Output, please, exactly those lines of the listing that come before the line with "#[tokio::main]", along with that line itself.

(DATA PROVIDED)

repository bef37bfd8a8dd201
//! # Nearby Traveler Realtime Server
//!
//! Entry point that initializes:
//! - Tracing/logging subsystem
//! - Configuration loading
//! - Database connection pool
//! - Realtime relay (Redis or single-instance)
//! - HTTP/WebSocket server

use anyhow::Result;
use tracing::info;

use nearby_realtime::config::Settings;
use nearby_realtime::startup::Application;

#[tokio::main]
async fn main() -> Result<()> {
    nearby_realtime::telemetry::init_tracing();

    info!("Starting Nearby Traveler realtime server...");

    let settings = Settings::load()?;
    info!(
        host = %settings.server.host,
        port = %settings.server.port,
        environment = %settings.environment,
        broker = settings.redis.broker_url().is_some(),
        "Configuration loaded"
    );

    let application = Application::build(settings).await?;

    info!("Server ready to accept connections");
    application.run_until_stopped().await?;

    Ok(())
}
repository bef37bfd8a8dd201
//! Application Services
//!
//! Business logic services that coordinate persistence, local delivery
//! and the realtime relay.
//!
//! ## Available Services
//!
//! - **MessagingService**: Chat messages and typing indicators
//! - **NotificationService**: User notifications

pub mod delivery;
pub mod messaging_service;
pub mod notification_service;

pub use delivery::LocalDelivery;
pub use messaging_service::{MessagingError, MessagingService, MessagingServiceImpl};
pub use notification_service::{
    NewNotification, NotificationError, NotificationService, NotificationServiceImpl,
};
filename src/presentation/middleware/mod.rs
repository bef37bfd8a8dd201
//! Middleware
//!
//! Tower middleware for request processing.

pub mod auth;
pub mod cors;
pub mod logging;

pub use auth::{auth_middleware, verify_token, AuthUser};
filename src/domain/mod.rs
//! # Domain Layer
//!
//! Core types of the real-time layer, independent of Redis, Axum and
//! PostgreSQL.
//!
//! ## Structure
//!
//! - **channel**: broadcast channel names and their naming conventions
//! - **instance**: the per-process origin identifier
//! - **envelope**: the wire format shared by all instances
//! - **entities**: persisted records (chat messages, notifications) and
//!   their repository traits

pub mod channel;
pub mod entities;
pub mod envelope;
pub mod instance;

// Re-export commonly used types
pub use channel::{Channel, ChannelError, ChannelScope, ChatType};
pub use entities::*;
pub use envelope::{Envelope, EnvelopeError};
pub use instance::InstanceId;
//! Subscription handlers

use std::fmt;
use std::future::Future;
use std::sync::Arc;

use async_trait::async_trait;

use crate::domain::{Channel, Envelope};

/// One envelope handed to one subscription.
#[derive(Debug, Clone)]
pub struct Delivery {
    pub channel: Channel,
    pub envelope: Arc<Envelope>,
}

/// Callback invoked for envelopes arriving from other instances.
///
/// Any `Fn(Delivery) -> impl Future<Output = anyhow::Result<()>>` closure is a
/// handler.
#[async_trait]
pub trait EventHandler: Send + Sync + 'static {
    async fn handle(&self, delivery: Delivery) -> anyhow::Result<()>;
}

#[async_trait]
impl<F, Fut> EventHandler for F
where
    F: Fn(Delivery) -> Fut + Send + Sync + 'static,
    Fut: Future<Output = anyhow::Result<()>> + Send + 'static,
{
    async fn handle(&self, delivery: Delivery) -> anyhow::Result<()> {
        (self)(delivery).await
    }
}

/// Handle returned by `subscribe`, used to unsubscribe.
#[derive(Debug, Clone, Copy, PartialEq, Eq, Hash, PartialOrd, Ord)]
pub struct SubscriptionId(pub(crate) u64);

impl fmt::Display for SubscriptionId {
    fn fmt(&self, f: &mut fmt::Formatter<'_>) -> fmt::Result {
        write!(f, "sub-{}", self.0)
    }
}
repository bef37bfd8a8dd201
//! WebSocket Session Management

use std::time::{Duration, Instant};

/// Per-connection state owned by the socket task
#[derive(Debug)]
pub struct SessionState {
    pub session_id: String,
    pub user_id: i64,
    pub last_activity: Instant,
}

impl SessionState {
    pub fn new(session_id: String, user_id: i64) -> Self {
        Self {
            session_id,
            user_id,
            last_activity: Instant::now(),
        }
    }

    /// Record client traffic.
    pub fn touch(&mut self) {
        self.last_activity = Instant::now();
    }

    pub fn is_alive(&self, idle_timeout: Duration) -> bool {
        self.last_activity.elapsed() < idle_timeout
    }
}
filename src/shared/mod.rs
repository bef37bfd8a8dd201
//! Shared Utilities
//!
//! Common utilities used across all layers.

pub mod error;
pub mod time;
pub mod validation;
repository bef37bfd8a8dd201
//! Request DTOs
//!
//! Data structures for API request bodies and query strings.

use serde::Deserialize;
use uuid::Uuid;
use validator::Validate;

/// Post message request
#[derive(Debug, Deserialize, Validate)]
pub struct SendMessageRequest {
    #[validate(length(min = 1, max = 2000, message = "Message must be 1-2000 characters"))]
    pub content: String,
}

/// Message history query
#[derive(Debug, Default, Deserialize, Validate)]
pub struct MessageHistoryQuery {
    pub before: Option<Uuid>,

    #[validate(range(min = 1, max = 100, message = "Limit must be 1-100"))]
    pub limit: Option<i64>,
}

/// Create notification request
#[derive(Debug, Deserialize, Validate)]
pub struct CreateNotificationRequest {
    #[validate(length(min = 1, max = 64, message = "Kind must be 1-64 characters"))]
    pub kind: String,

    #[validate(length(min = 1, max = 200, message = "Title must be 1-200 characters"))]
    pub title: String,

    #[validate(length(max = 2000, message = "Body must be at most 2000 characters"))]
    pub body: Option<String>,

    pub data: Option<serde_json::Value>,
}

/// Notification list query
#[derive(Debug, Default, Deserialize, Validate)]
pub struct NotificationListQuery {
    #[serde(default)]
    pub unread_only: bool,

    #[validate(range(min = 1, max = 100, message = "Limit must be 1-100"))]
    pub limit: Option<i64>,
}

#[cfg(test)]
mod tests {
    use super::*;

    #[test]
    fn test_empty_message_rejected() {
        let request = SendMessageRequest {
            content: String::new(),
        };
        assert!(request.validate().is_err());
    }

    #[test]
    fn test_limit_range() {
        let query = MessageHistoryQuery {
            before: None,
            limit: Some(101),
        };
        assert!(query.validate().is_err());
        assert!(MessageHistoryQuery::default().validate().is_ok());
    }

    #[test]
    fn test_notification_body_optional() {
        let request = CreateNotificationRequest {
            kind: "event_invite".into(),
            title: "You're invited".into(),
            body: None,
            data: None,
        };
        assert!(request.validate().is_ok());
    }
}
//! Authentication Middleware
//!
//! JWT validation for protected routes and the WebSocket auth message.
//! Tokens are issued by the main application; this service only verifies
//! them.

use axum::{
    extract::{Request, State},
    middleware::Next,
    response::Response,
};
use axum_extra::{
    headers::{authorization::Bearer, Authorization},
    TypedHeader,
};
use jsonwebtoken::{decode, DecodingKey, Validation};
use serde::{Deserialize, Serialize};

use crate::shared::error::AppError;
use crate::startup::AppState;

/// JWT claims structure
#[derive(Debug, Serialize, Deserialize, Clone)]
pub struct Claims {
    /// Subject (user ID)
    pub sub: String,
    /// Expiration time (Unix timestamp)
    pub exp: i64,
    /// Issued at time (Unix timestamp)
    #[serde(default)]
    pub iat: i64,
}

/// Authenticated user extension
#[derive(Debug, Clone)]
pub struct AuthUser {
    pub user_id: i64,
}

/// Verify an HS256 token and return the user id it names.
pub fn verify_token(secret: &str, token: &str) -> Result<i64, AppError> {
    let token_data = decode::<Claims>(
        token,
        &DecodingKey::from_secret(secret.as_bytes()),
        &Validation::default(),
    )
    .map_err(|e| match e.kind() {
        jsonwebtoken::errors::ErrorKind::ExpiredSignature => {
            AppError::Unauthorized("Token expired".into())
        }
        _ => AppError::Unauthorized("Invalid token".into()),
    })?;

    token_data
        .claims
        .sub
        .parse()
        .map_err(|_| AppError::Unauthorized("Invalid token claims".into()))
}

/// Authentication middleware that validates JWT tokens
pub async fn auth_middleware(
    State(state): State<AppState>,
    bearer: Option<TypedHeader<Authorization<Bearer>>>,
    mut request: Request,
    next: Next,
) -> Result<Response, AppError> {
    let TypedHeader(Authorization(bearer)) = bearer
        .ok_or_else(|| AppError::Unauthorized("Missing bearer token".into()))?;

    let user_id = verify_token(&state.settings.jwt.secret, bearer.token())?;
    request.extensions_mut().insert(AuthUser { user_id });

    Ok(next.run(request).await)
}
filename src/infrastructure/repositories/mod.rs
//! Repository Implementations
//!
//! PostgreSQL implementations of the domain repository traits.
//!
//! - **ChatMessageRepository** - Chat messages with cursor pagination
//! - **NotificationRepository** - User notifications

mod chat_message_repository;
mod notification_repository;

pub use chat_message_repository::PgChatMessageRepository;
pub use notification_repository::PgNotificationRepository;
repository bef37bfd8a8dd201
//! Origin Instance Identifier

use std::fmt;
use std::sync::Arc;

use uuid::Uuid;

/// Random token naming the current server process.
///
/// Generated once at startup and read-only afterwards; cloning shares the
/// same string.
#[derive(Debug, Clone, PartialEq, Eq, Hash)]
pub struct InstanceId(Arc<str>);

impl InstanceId {
    /// Generate a fresh identifier.
    pub fn generate() -> Self {
        Self(Uuid::new_v4().simple().to_string().into())
    }

    /// Use a pinned identifier, falling back to a generated one when blank.
    pub fn from_config(pinned: Option<&str>) -> Self {
        match pinned.map(str::trim).filter(|id| !id.is_empty()) {
            Some(id) => Self(id.into()),
            None => Self::generate(),
        }
    }

    pub fn as_str(&self) -> &str {
        &self.0
    }
}

impl From<&str> for InstanceId {
    fn from(id: &str) -> Self {
        Self(id.into())
    }
}

impl fmt::Display for InstanceId {
    fn fmt(&self, f: &mut fmt::Formatter<'_>) -> fmt::Result {
        f.write_str(&self.0)
    }
}
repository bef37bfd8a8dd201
//! Broker Abstraction
//!
//! The relay talks to its message broker through the `Broker` trait. Inbound
//! traffic does not go through the trait: each broker hands out an unbounded
//! receiver of `BrokerMessage` when it is created, and the relay drains it.

use async_trait::async_trait;
use tokio::sync::mpsc;

/// Raw message received from the broker.
#[derive(Debug, Clone, PartialEq, Eq)]
pub struct BrokerMessage {
    /// Namespaced broker channel name
    pub channel: String,
    /// Undecoded payload text
    pub payload: String,
}

/// Receiving half handed out by broker constructors.
pub type BrokerInbound = mpsc::UnboundedReceiver<BrokerMessage>;

/// Broker errors
#[derive(Debug, thiserror::Error)]
pub enum BrokerError {
    #[error("Broker unavailable")]
    Unavailable,

    #[error("Broker shut down")]
    Closed,

    #[error("Redis error: {0}")]
    Redis(#[from] redis::RedisError),
}

/// Publish/subscribe operations the relay needs from a broker.
///
/// Channel arguments are namespaced broker channel names.
#[async_trait]
pub trait Broker: Send + Sync {
    /// Send `payload` to every subscriber of `channel`.
    async fn publish(&self, channel: &str, payload: &str) -> Result<(), BrokerError>;

    /// Start receiving messages published on `channel`.
    async fn subscribe(&self, channel: &str) -> Result<(), BrokerError>;

    /// Stop receiving messages published on `channel`.
    async fn unsubscribe(&self, channel: &str) -> Result<(), BrokerError>;

    /// Whether the broker is currently reachable.
    fn is_available(&self) -> bool;

    /// Short name for logs and health output.
    fn name(&self) -> &'static str;
}
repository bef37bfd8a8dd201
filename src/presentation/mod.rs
//! Presentation Layer
//!
//! HTTP routes and WebSocket gateway handlers.

pub mod http;
pub mod middleware;
pub mod websocket;
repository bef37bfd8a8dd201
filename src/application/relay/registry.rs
//! Channel -> handler registry
//!
//! Every subscription owns an unbounded FIFO drained by its own task:
//! a slow handler only delays its own queue, and a failing or panicking
//! handler is logged without affecting the others.

use std::panic::AssertUnwindSafe;
use std::sync::Arc;

use dashmap::DashMap;
use futures::FutureExt;
use tokio::sync::mpsc;
use tracing::{error, warn};

use super::handler::{Delivery, EventHandler, SubscriptionId};
use crate::domain::{Channel, Envelope};
use crate::infrastructure::metrics;

struct Subscription {
    id: SubscriptionId,
    queue: mpsc::UnboundedSender<Delivery>,
}

#[derive(Default)]
pub(crate) struct Registry {
    channels: DashMap<Channel, Vec<Subscription>>,
    index: DashMap<SubscriptionId, Channel>,
}

impl Registry {
    /// Register a handler and start its worker.
    ///
    /// Returns true when this is the first subscription on the channel.
    pub(crate) fn insert(
        &self,
        id: SubscriptionId,
        channel: Channel,
        handler: Arc<dyn EventHandler>,
    ) -> bool {
        let (queue, rx) = mpsc::unbounded_channel();
        tokio::spawn(run_worker(id, handler, rx));

        self.index.insert(id, channel.clone());
        let mut subs = self.channels.entry(channel).or_default();
        subs.push(Subscription { id, queue });
        subs.len() == 1
    }

    /// Remove a subscription.
    ///
    /// Returns the channel and whether it has no handlers left, or `None`
    /// for an unknown id. Deliveries already queued are still handled.
    pub(crate) fn remove(&self, id: SubscriptionId) -> Option<(Channel, bool)> {
        let (_, channel) = self.index.remove(&id)?;
        let now_empty = {
            match self.channels.get_mut(&channel) {
                Some(mut subs) => {
                    subs.retain(|s| s.id != id);
                    subs.is_empty()
                }
                None => true,
            }
        };
        if now_empty {
            self.channels.remove_if(&channel, |_, subs| subs.is_empty());
        }
        Some((channel, now_empty))
    }

    /// Queue an envelope for every handler of `channel`.
    pub(crate) fn dispatch(&self, channel: &Channel, envelope: Envelope) -> usize {
        let Some(subs) = self.channels.get(channel) else {
            return 0;
        };
        let envelope = Arc::new(envelope);
        subs.iter()
            .filter(|sub| {
                sub.queue
                    .send(Delivery {
                        channel: channel.clone(),
                        envelope: Arc::clone(&envelope),
                    })
                    .is_ok()
            })
            .count()
    }

    pub(crate) fn channels(&self) -> Vec<Channel> {
        let mut channels: Vec<Channel> = self.channels.iter().map(|e| e.key().clone()).collect();
        channels.sort();
        channels
    }

    pub(crate) fn handler_count(&self, channel: &Channel) -> usize {
        self.channels.get(channel).map(|subs| subs.len()).unwrap_or(0)
    }
}

async fn run_worker(
    id: SubscriptionId,
    handler: Arc<dyn EventHandler>,
    mut queue: mpsc::UnboundedReceiver<Delivery>,
) {
    while let Some(delivery) = queue.recv().await {
        let channel = delivery.channel.clone();
        match AssertUnwindSafe(handler.handle(delivery)).catch_unwind().await {
            Ok(Ok(())) => {}
            Ok(Err(e)) => {
                metrics::record_handler_failure();
                warn!(subscription = %id, channel = %channel, error = %e, "Relay handler failed");
            }
            Err(_) => {
                metrics::record_handler_failure();
                error!(subscription = %id, channel = %channel, "Relay handler panicked");
            }
        }
    }
}
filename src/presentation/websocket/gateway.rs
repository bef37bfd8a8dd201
//! WebSocket Gateway
//!
//! Session registry for sockets attached to this instance. Payloads reach
//! a session either directly ([`LocalDelivery`]) or from another instance
//! through the relay subscriptions the gateway keeps for its users and
//! chatrooms.

use std::collections::HashSet;
use std::sync::{Arc, Weak};

use dashmap::DashMap;
use parking_lot::Mutex as SyncMutex;
use serde_json::Value;
use tokio::sync::{mpsc, Mutex};
use tracing::{debug, info, warn};

use super::messages::ServerMessage;
use crate::application::relay::{Delivery, RealtimeRelay, SubscriptionId};
use crate::application::services::LocalDelivery;
use crate::domain::{Channel, ChannelScope, ChatType};
use crate::infrastructure::metrics;

type RoomKey = (ChatType, i64);

/// A session connected to this instance
struct ConnectedSession {
    user_id: i64,
    rooms: SyncMutex<HashSet<RoomKey>>,
    sender: mpsc::Sender<ServerMessage>,
}

impl ConnectedSession {
    fn push(&self, session_id: &str, message: ServerMessage) -> bool {
        match self.sender.try_send(message) {
            Ok(()) => true,
            Err(mpsc::error::TrySendError::Full(_)) => {
                warn!(session_id = %session_id, "Outbound queue full, dropping event");
                false
            }
            Err(mpsc::error::TrySendError::Closed(_)) => false,
        }
    }
}

/// WebSocket gateway managing all connections
pub struct Gateway {
    relay: Arc<RealtimeRelay>,
    /// Active sessions by session_id
    sessions: DashMap<String, Arc<ConnectedSession>>,
    /// User ID to session IDs mapping (one user can have multiple sessions)
    user_sessions: DashMap<i64, Vec<String>>,
    /// Chatroom to session IDs mapping
    room_sessions: DashMap<RoomKey, Vec<String>>,
    /// Relay subscriptions held while the channel has a local audience
    subscriptions: DashMap<Channel, SubscriptionId>,
    /// Serializes audience changes with the matching relay calls
    membership: Mutex<()>,
    weak: Weak<Gateway>,
}

impl Gateway {
    pub fn new(relay: Arc<RealtimeRelay>) -> Arc<Self> {
        Arc::new_cyclic(|weak| Self {
            relay,
            sessions: DashMap::new(),
            user_sessions: DashMap::new(),
            room_sessions: DashMap::new(),
            subscriptions: DashMap::new(),
            membership: Mutex::new(()),
            weak: weak.clone(),
        })
    }

    pub fn relay(&self) -> &Arc<RealtimeRelay> {
        &self.relay
    }

    /// Register an authenticated session.
    ///
    /// The user's first session on this instance subscribes the relay to the
    /// user channel.
    pub async fn register_session(
        &self,
        session_id: String,
        user_id: i64,
        sender: mpsc::Sender<ServerMessage>,
    ) {
        let _guard = self.membership.lock().await;

        let session = Arc::new(ConnectedSession {
            user_id,
            rooms: SyncMutex::new(HashSet::new()),
            sender,
        });
        self.sessions.insert(session_id.clone(), session);

        let first = {
            let mut ids = self.user_sessions.entry(user_id).or_default();
            ids.push(session_id.clone());
            ids.len() == 1
        };
        if first {
            self.hold(Channel::user(user_id)).await;
        }
        metrics::set_websocket_sessions(self.sessions.len());

        info!(user_id, session_id = %session_id, "Session registered");
    }

    /// Unregister a session, releasing relay subscriptions nobody else needs.
    pub async fn unregister_session(&self, session_id: &str) {
        let _guard = self.membership.lock().await;

        let Some((_, session)) = self.sessions.remove(session_id) else {
            return;
        };
        metrics::set_websocket_sessions(self.sessions.len());

        let rooms: Vec<RoomKey> = session.rooms.lock().drain().collect();
        for room in rooms {
            if detach(&self.room_sessions, &room, session_id) {
                self.release(&Channel::chatroom(room.0, room.1)).await;
            }
        }
        if detach(&self.user_sessions, &session.user_id, session_id) {
            self.release(&Channel::user(session.user_id)).await;
        }

        info!(
            user_id = session.user_id,
            session_id = %session_id,
            "Session unregistered"
        );
    }

    /// Add a session to a chatroom audience. Returns false for unknown sessions.
    pub async fn join_chatroom(&self, session_id: &str, chat_type: ChatType, chatroom_id: i64) -> bool {
        let _guard = self.membership.lock().await;

        let Some(session) = self.sessions.get(session_id).map(|s| Arc::clone(s.value())) else {
            return false;
        };
        let room = (chat_type, chatroom_id);
        if !session.rooms.lock().insert(room) {
            return true;
        }

        let first = {
            let mut ids = self.room_sessions.entry(room).or_default();
            ids.push(session_id.to_string());
            ids.len() == 1
        };
        if first {
            self.hold(Channel::chatroom(chat_type, chatroom_id)).await;
        }
        debug!(session_id = %session_id, chat_type = %chat_type, chatroom_id, "Joined chatroom");
        true
    }

    /// Remove a session from a chatroom audience. Returns false if it was not a member.
    pub async fn leave_chatroom(&self, session_id: &str, chat_type: ChatType, chatroom_id: i64) -> bool {
        let _guard = self.membership.lock().await;

        let Some(session) = self.sessions.get(session_id).map(|s| Arc::clone(s.value())) else {
            return false;
        };
        let room = (chat_type, chatroom_id);
        if !session.rooms.lock().remove(&room) {
            return false;
        }

        if detach(&self.room_sessions, &room, session_id) {
            self.release(&Channel::chatroom(chat_type, chatroom_id)).await;
        }
        debug!(session_id = %session_id, chat_type = %chat_type, chatroom_id, "Left chatroom");
        true
    }

    /// Send a message to one session.
    pub fn send_to_session(&self, session_id: &str, message: ServerMessage) -> bool {
        match self.sessions.get(session_id) {
            Some(session) => session.push(session_id, message),
            None => false,
        }
    }

    /// Get session count
    pub fn session_count(&self) -> usize {
        self.sessions.len()
    }

    /// Check if user is online on this instance
    pub fn is_user_online(&self, user_id: i64) -> bool {
        self.user_sessions
            .get(&user_id)
            .map(|sessions| !sessions.is_empty())
            .unwrap_or(false)
    }

    /// Channels this gateway currently holds relay subscriptions for.
    pub fn subscribed_channels(&self) -> Vec<Channel> {
        let mut channels: Vec<Channel> =
            self.subscriptions.iter().map(|e| e.key().clone()).collect();
        channels.sort();
        channels
    }

    fn send_to_sessions(&self, session_ids: &[String], message: &ServerMessage, exclude_user: Option<i64>) -> usize {
        session_ids
            .iter()
            .filter_map(|id| self.sessions.get(id).map(|s| (id, Arc::clone(s.value()))))
            .filter(|(_, session)| Some(session.user_id) != exclude_user)
            .filter(|(id, session)| session.push(id, message.clone()))
            .count()
    }

    async fn hold(&self, channel: Channel) {
        let weak = self.weak.clone();
        let id = self
            .relay
            .subscribe(channel.clone(), move |delivery: Delivery| {
                let weak = weak.clone();
                async move {
                    if let Some(gateway) = weak.upgrade() {
                        gateway.deliver_remote(&delivery);
                    }
                    Ok::<_, anyhow::Error>(())
                }
            })
            .await;
        self.subscriptions.insert(channel, id);
    }

    async fn release(&self, channel: &Channel) {
        if let Some((_, id)) = self.subscriptions.remove(channel) {
            self.relay.unsubscribe(id).await;
        }
    }

    /// Hand an envelope from another instance to the local audience.
    fn deliver_remote(&self, delivery: &Delivery) -> usize {
        let payload = delivery.envelope.payload_value();
        match delivery.channel.scope() {
            ChannelScope::User { user_id } => self.deliver_to_user(user_id, &payload),
            ChannelScope::Chatroom {
                chat_type,
                chatroom_id,
            } => {
                // The typist never sees their own indicator, on any instance.
                let exclude = match delivery.envelope.payload_type() {
                    Some("typing") => payload.get("userId").and_then(Value::as_i64),
                    _ => None,
                };
                self.deliver_to_chatroom(chat_type, chatroom_id, &payload, exclude)
            }
            ChannelScope::Custom => 0,
        }
    }
}

impl LocalDelivery for Gateway {
    fn deliver_to_user(&self, user_id: i64, payload: &Value) -> usize {
        let Some(ids) = self.user_sessions.get(&user_id).map(|ids| ids.value().clone()) else {
            return 0;
        };
        self.send_to_sessions(&ids, &ServerMessage::from_payload(payload), None)
    }

    fn deliver_to_chatroom(
        &self,
        chat_type: ChatType,
        chatroom_id: i64,
        payload: &Value,
        exclude_user: Option<i64>,
    ) -> usize {
        let Some(ids) = self
            .room_sessions
            .get(&(chat_type, chatroom_id))
            .map(|ids| ids.value().clone())
        else {
            return 0;
        };
        self.send_to_sessions(&ids, &ServerMessage::from_payload(payload), exclude_user)
    }
}

/// Remove `session_id` from `key`'s list. Returns true when the list became empty.
fn detach<K>(map: &DashMap<K, Vec<String>>, key: &K, session_id: &str) -> bool
where
    K: std::hash::Hash + Eq,
{
    let emptied = match map.get_mut(key) {
        Some(mut ids) => {
            ids.retain(|s| s != session_id);
            ids.is_empty()
        }
        None => false,
    };
    if emptied {
        map.remove_if(key, |_, ids| ids.is_empty());
    }
    emptied
}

(End DATA PROVIDED)

- **RESULT**:
repository bef37bfd8a8dd201
//! # Nearby Traveler Realtime Server
//!
//! Entry point that initializes:
//! - Tracing/logging subsystem
//! - Configuration loading
//! - Database connection pool
//! - Realtime relay (Redis or single-instance)
//! - HTTP/WebSocket server

use anyhow::Result;
use tracing::info;

use nearby_realtime::config::Settings;
use nearby_realtime::startup::Application;

#[tokio::main]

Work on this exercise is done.